Docs should talk to teens
The American Academy of Pediatrics (AAP) would like fewer teens to get pregnant — and it wants pediatricians to talk to teenagers about emergency contraception options such as Plan B and Next Choice. “Use of emergency contraception can reduce the risk of pregnancy if used up to 120 hours after unprotected intercourse or contraceptive failure and is most effective if used in the first 24 hours,” the AAP reports in a statement.
Adolescents are more likely to use emergency contraception if it has been prescribed before they need it, according to the AAP. Right now, girls younger than 17 are banned from buying morning-after pills over the counter. The AAP says nearly 80 percent of teen pregnancies in the United States are unplanned.
Air pollution can affect fetus
According to a new study, exposure to low levels of air pollutants can have an effect on fetal growth. The study, by Sheela Sathyanarayana, M.D., M.P.H., of Seattle Children’s Research Institute, is the first in the United States to examine low-level, traffic-derived air pollutants in relation to small-for-gestational-age birth. The report says researchers found associations in the Puget Sound area between increased levels of nitrogen dioxide exposures and an increased risk of small-for-gestational-age birth. (Small-for-gestational-age babies are smaller in size than normal for the baby’s sex and for the number of weeks of pregnancy.)
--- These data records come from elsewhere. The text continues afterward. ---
//! Materialization of injection plans into private data directories.
//!
//! A [`PrivateDataDir`] is the on-disk form of an [`InjectionResult`]: a
//! temp directory named `awx_<update-id>_<random>` holding every planned
//! file. The directory is removed when the value drops unless [`keep`] is
//! called.
//!
//! [`keep`]: PrivateDataDir::keep

use std::collections::BTreeMap;
use std::fs;
use std::io::Write;
use std::path::{Path, PathBuf};

use tempfile::TempDir;

use crate::error::{InjectError, InjectResult};
use crate::inject::{EnvValue, FileContent, InjectionResult, file_token};

/// A materialized private data directory.
///
/// Holds the temp dir guard; dropping this value deletes the directory
/// and everything in it, cache dirs included.
#[derive(Debug)]
pub struct PrivateDataDir {
    dir: Option<TempDir>,
    path: PathBuf,
    aliases: BTreeMap<String, PathBuf>,
}

fn dir_error(what: &str, err: std::io::Error) -> InjectError {
    InjectError::DirectoryConstruction(format!("{}: {}", what, err))
}

#[cfg(unix)]
fn create_secret(path: &Path) -> std::io::Result<fs::File> {
    use std::os::unix::fs::OpenOptionsExt;
    fs::OpenOptions::new()
        .write(true)
        .create_new(true)
        .mode(0o600)
        .open(path)
}

#[cfg(not(unix))]
fn create_secret(path: &Path) -> std::io::Result<fs::File> {
    fs::OpenOptions::new().write(true).create_new(true).open(path)
}

/// Replaces `{{ file:NAME }}` tokens with the allocated paths. A token
/// wrapped in single quotes loses them, so YAML scalars that were quoted
/// for the token's sake come out plain once a path is in place.
fn substitute_tokens(content: &str, aliases: &BTreeMap<String, PathBuf>) -> String {
    let mut out = content.to_string();
    for (logical, path) in aliases {
        let token = file_token(logical);
        let path_str = path.display().to_string();
        out = out.replace(&format!("'{}'", token), &path_str);
        out = out.replace(&token, &path_str);
    }
    out
}

impl PrivateDataDir {
    /// Creates the directory and writes every planned file into it.
    ///
    /// Runs in two passes: allocate every path first so that token
    /// substitution can see the whole alias map, then write the contents.
    pub fn materialize(injection: &InjectionResult, update_id: u64) -> InjectResult<Self> {
        let dir = tempfile::Builder::new()
            .prefix(&format!("awx_{}_", update_id))
            .tempdir()
            .map_err(|e| dir_error("creating root", e))?;
        let path = dir.path().to_path_buf();

        let mut aliases: BTreeMap<String, PathBuf> = BTreeMap::new();
        for file in &injection.files {
            if aliases.contains_key(&file.logical) {
                return Err(InjectError::DirectoryConstruction(format!(
                    "duplicate file name '{}'",
                    file.logical
                )));
            }
            let allocated = if file.unique_suffix {
                tempfile::Builder::new()
                    .prefix(&file.logical)
                    .tempdir_in(&path)
                    .map_err(|e| dir_error("allocating scratch dir", e))?
                    .into_path()
            } else {
                let target = path.join(&file.logical);
                if matches!(file.content, FileContent::Directory) {
                    fs::create_dir(&target)
                        .map_err(|e| dir_error("creating directory", e))?;
                }
                target
            };
            aliases.insert(file.logical.clone(), allocated);
        }

        for file in &injection.files {
            let FileContent::Text(raw) = &file.content else {
                continue;
            };
            let content = substitute_tokens(raw, &aliases);
            let target = &aliases[&file.logical];
            if file.secret {
                let mut handle =
                    create_secret(target).map_err(|e| dir_error("creating secret file", e))?;
                handle
                    .write_all(content.as_bytes())
                    .map_err(|e| dir_error("writing secret file", e))?;
            } else {
                fs::write(target, content).map_err(|e| dir_error("writing file", e))?;
            }
        }

        Ok(PrivateDataDir {
            dir: Some(dir),
            path,
            aliases,
        })
    }

    pub fn path(&self) -> &Path {
        &self.path
    }

    /// Allocated path of a planned file.
    pub fn alias_path(&self, logical: &str) -> Option<&Path> {
        self.aliases.get(logical).map(PathBuf::as_path)
    }

    /// Resolves the planned environment to concrete strings, turning
    /// `FileRef` values into the paths allocated for them.
    pub fn resolve_env(
        &self,
        injection: &InjectionResult,
    ) -> InjectResult<BTreeMap<String, String>> {
        let mut env = BTreeMap::new();
        for (key, value) in &injection.env {
            let resolved = match value {
                EnvValue::Literal(v) | EnvValue::Secret(v) => v.clone(),
                EnvValue::FileRef(logical) => self
                    .alias_path(logical)
                    .ok_or_else(|| {
                        InjectError::DirectoryConstruction(format!(
                            "environment variable {} references unknown file '{}'",
                            key, logical
                        ))
                    })?
                    .display()
                    .to_string(),
            };
            env.insert(key.clone(), resolved);
        }
        Ok(env)
    }

    /// Disarms cleanup and returns the directory path.
    pub fn keep(mut self) -> PathBuf {
        match self.dir.take() {
            Some(dir) => dir.into_path(),
            None => self.path.clone(),
        }
    }
}
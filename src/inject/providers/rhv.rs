//! Red Hat Virtualization (oVirt) injector.

use std::collections::BTreeMap;

use super::required_input;
use crate::error::InjectResult;
use crate::inject::ini::IniFile;
use crate::inject::{
    BuildContext, EnvValue, ExecutionMode, FileSpec, InjectionResult, Injector, InventoryInput,
    plugin_file_name, render_yaml, ybool, ymap, ystr,
};
use crate::source::SourceKind;
use crate::vars::{NormalizedVars, VarValue};

const PLUGIN_NAME: &str = "ovirt.ovirt.ovirt";
const INI_LOGICAL: &str = "ovirt.ini";

pub struct RhvInjector;

impl Injector for RhvInjector {
    fn kind(&self) -> SourceKind {
        SourceKind::Rhv
    }

    fn plugin_name(&self) -> Option<&'static str> {
        Some(PLUGIN_NAME)
    }

    fn build_script(
        &self,
        vars: &NormalizedVars,
        _ctx: &BuildContext,
    ) -> InjectResult<InjectionResult> {
        let mut result = InjectionResult::new(
            ExecutionMode::Script,
            InventoryInput::Script(self.kind().script_file().to_string()),
        );

        let mut ini = IniFile::new();
        ini.set_options("ovirt", vars.options());
        ini.set("ovirt", "ovirt_url", required_input(vars, "host")?);
        ini.set("ovirt", "ovirt_username", required_input(vars, "username")?);
        ini.set("ovirt", "ovirt_password", required_input(vars, "password")?);
        if let Some(ca_file) = vars.cred_text("ca_file") {
            ini.set("ovirt", "ovirt_ca_file", ca_file);
        }

        result.add_file(FileSpec::secret_text(INI_LOGICAL, ini.render()));
        result.add_env("OVIRT_INI_PATH", EnvValue::FileRef(INI_LOGICAL.to_string()));
        Ok(result)
    }

    fn build_plugin(
        &self,
        vars: &NormalizedVars,
        _ctx: &BuildContext,
    ) -> InjectResult<InjectionResult> {
        let file_name = plugin_file_name(PLUGIN_NAME);
        let mut result = InjectionResult::new(
            ExecutionMode::Plugin,
            InventoryInput::Plugin(file_name.clone()),
        );

        // The ovirt plugin accepts its whole option set as top-level keys,
        // so options pass through untouched, mappings included.
        let mut doc: BTreeMap<String, serde_yaml::Value> = BTreeMap::new();
        doc.insert("plugin".to_string(), ystr(PLUGIN_NAME));
        for (key, value) in vars.options() {
            let rendered = match value {
                VarValue::Str(s) => ystr(s),
                VarValue::Bool(b) => ybool(*b),
                VarValue::Map(m) => ymap(m.clone()),
            };
            doc.insert(key.clone(), rendered);
        }

        result.add_file(FileSpec::text(&file_name, render_yaml(&doc)?));
        result.add_env(
            "OVIRT_URL",
            EnvValue::Literal(required_input(vars, "host")?.to_string()),
        );
        result.add_env(
            "OVIRT_USERNAME",
            EnvValue::Literal(required_input(vars, "username")?.to_string()),
        );
        result.add_env(
            "OVIRT_PASSWORD",
            EnvValue::Secret(required_input(vars, "password")?.to_string()),
        );
        if let Some(ca_file) = vars.cred_text("ca_file") {
            result.add_env("OVIRT_CAFILE", EnvValue::Literal(ca_file.to_string()));
        }
        Ok(result)
    }
}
Researchers also found associations between living within 50–150 meters of freeways and highways and an increased risk of small-for-gestational-age birth. For more information, go to Seattle Children's.
Beware the bouncy house
We know that trampolines can be dangerous for kids. But now … inflatable bouncy houses? Turns out these popular playthings — often a staple at amusement parks and fairs — can cause plenty of injuries, according to a recent study conducted by the Center for Injury Research and Policy.
The American Academy of Pediatrics reports that from 1990 to 2010, more than 64,000 children were treated in U.S. emergency departments for inflatable-bouncer-related injuries, and from 2008 to 2010, the number of pediatric inflatable-bouncer-related injuries more than doubled to an average of 31 children injured per day. Fractures and strains or sprains of the arms or legs were the most common types of injury.
How can you prevent such injuries? Here are some questions to consider:
• Is the bouncy castle securely anchored?
• Is there at least one person supervising the children on the bouncy castle?
• Does the bouncy castle seem overcrowded?
• Are children of different ages/sizes mixed? If the demand is great, the attendant should operate a rotation to avoid larger children crushing smaller ones.
• Are children instructed to remove sharp articles of clothing, such as shoes, buckles and jewelry?